We evaluated the pharmacokinetics and therapeutic efficacy of piperacillin combined with tazobactam, a novel β-lactamase inhibitor, in experimental meningitis due to a β-lactamase-producing strain of K1-positive Escherichia coli. Different doses of piperacillin and tazobactam, as single agents and combined (8:1 ratio; dosage range, 40/5 to 200/25 mg/kg per h), and of ceftriaxone were given to experimentally infected rabbits by intravenous bolus injection followed by a 5-h constant infusion.
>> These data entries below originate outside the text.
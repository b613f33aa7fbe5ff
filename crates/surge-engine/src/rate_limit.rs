//! Step Rate Limiting
//!
//! Token bucket per step. A bucket holds at most `rate.count` tokens and
//! refills continuously at `rate.count / rate.per`. When a bucket is empty
//! the step's strategy decides: `drop` fails the operation with
//! `ErrRateLimited`, `queue` waits for the next token.

use dashmap::DashMap;
use serde::{Deserialize, Serialize};
use std::time::Duration;
use tokio::time::Instant;
use tokio_util::sync::CancellationToken;

use surge_core::{Rate, StepIndex, SurgeError};

/// What happens to an operation that finds its bucket empty
#[derive(Clone, Copy, Debug, Default, PartialEq, Eq, Serialize, Deserialize)]
#[serde(rename_all = "lowercase")]
pub enum LimitStrategy {
    #[default]
    Drop,
    Queue,
}

/// Per-step limit as declared on the step
#[derive(Clone, Copy, Debug, PartialEq, Serialize, Deserialize)]
pub struct RateLimit {
    pub rate: Rate,
    #[serde(default)]
    pub strategy: LimitStrategy,
}

impl RateLimit {
    pub fn new(rate: Rate, strategy: LimitStrategy) -> Self {
        Self { rate, strategy }
    }
}

struct TokenBucket {
    limit: RateLimit,
    tokens: f64,
    last_refill: Instant,
}

impl TokenBucket {
    fn new(limit: RateLimit) -> Self {
        Self {
            limit,
            tokens: limit.rate.count as f64,
            last_refill: Instant::now(),
        }
    }

    fn refill(&mut self, now: Instant) {
        let elapsed = now.saturating_duration_since(self.last_refill);
        let capacity = self.limit.rate.count as f64;
        let earned = elapsed.as_secs_f64() * self.limit.rate.per_second();
        self.tokens = (self.tokens + earned).min(capacity);
        self.last_refill = now;
    }

    /// Take one token, or report how long until one is available
    fn take(&mut self) -> Result<(), Duration> {
        self.refill(Instant::now());
        if self.tokens >= 1.0 {
            self.tokens -= 1.0;
            return Ok(());
        }
        let per_second = self.limit.rate.per_second();
        if per_second <= 0.0 {
            return Err(self.limit.rate.per);
        }
        Err(Duration::from_secs_f64((1.0 - self.tokens) / per_second))
    }
}

/// Buckets for every rate-limited step of one run
#[derive(Default)]
pub struct StepLimiter {
    buckets: DashMap<StepIndex, TokenBucket>,
}

impl StepLimiter {
    pub fn new(limits: impl IntoIterator<Item = (StepIndex, RateLimit)>) -> Self {
        let buckets = DashMap::new();
        for (step, limit) in limits {
            buckets.insert(step, TokenBucket::new(limit));
        }
        Self { buckets }
    }

    /// Try to take a token without waiting; unlimited steps always pass
    pub fn check(&self, step: StepIndex) -> bool {
        match self.buckets.get_mut(&step) {
            Some(mut bucket) => bucket.take().is_ok(),
            None => true,
        }
    }

    /// Admit one operation of `step` according to its strategy
    pub async fn admit(
        &self,
        step: StepIndex,
        name: &str,
        cancel: &CancellationToken,
    ) -> Result<(), SurgeError> {
        loop {
            let wait = match self.buckets.get_mut(&step) {
                None => return Ok(()),
                Some(mut bucket) => match bucket.take() {
                    Ok(()) => return Ok(()),
                    Err(_) if bucket.limit.strategy == LimitStrategy::Drop => {
                        return Err(SurgeError::RateLimited(name.to_string()))
                    }
                    Err(wait) => wait,
                },
            };
            tokio::select! {
                biased;
                _ = cancel.cancelled() => return Err(SurgeError::Cancelled),
                _ = tokio::time::sleep(wait) => {}
            }
        }
    }

    /// Whole tokens left for `step`, `None` when it is unlimited
    pub fn remaining(&self, step: StepIndex) -> Option<u64> {
        self.buckets.get_mut(&step).map(|mut bucket| {
            bucket.refill(Instant::now());
            bucket.tokens.floor() as u64
        })
    }
}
The mean (± standard deviation) rates for penetration into the cerebrospinal fluid of infected animals after coadministration of both drugs were 16.6 ± 8.4% for piperacillin and 32.5 ± 12.6% for tazobactam. Compared with either agent alone, combination treatment resulted in significantly better bactericidal activity in the cerebrospinal fluid. The bactericidal activity of piperacillin-tazobactam was dose dependent: cerebrospinal fluid bacterial titers were reduced by 0.37 ± 0.19 log10 CFU/ml per h with the lowest dose versus 0.96 ± 0.25 log10 CFU/ml per h with the highest dose (P < 0.001). At the relatively high doses of 160/20 and 200/25 mg of piperacillin-tazobactam per kg per h, the bactericidal activity of the combination was comparable to that of 10 and 25 mg of ceftriaxone per kg per h, respectively.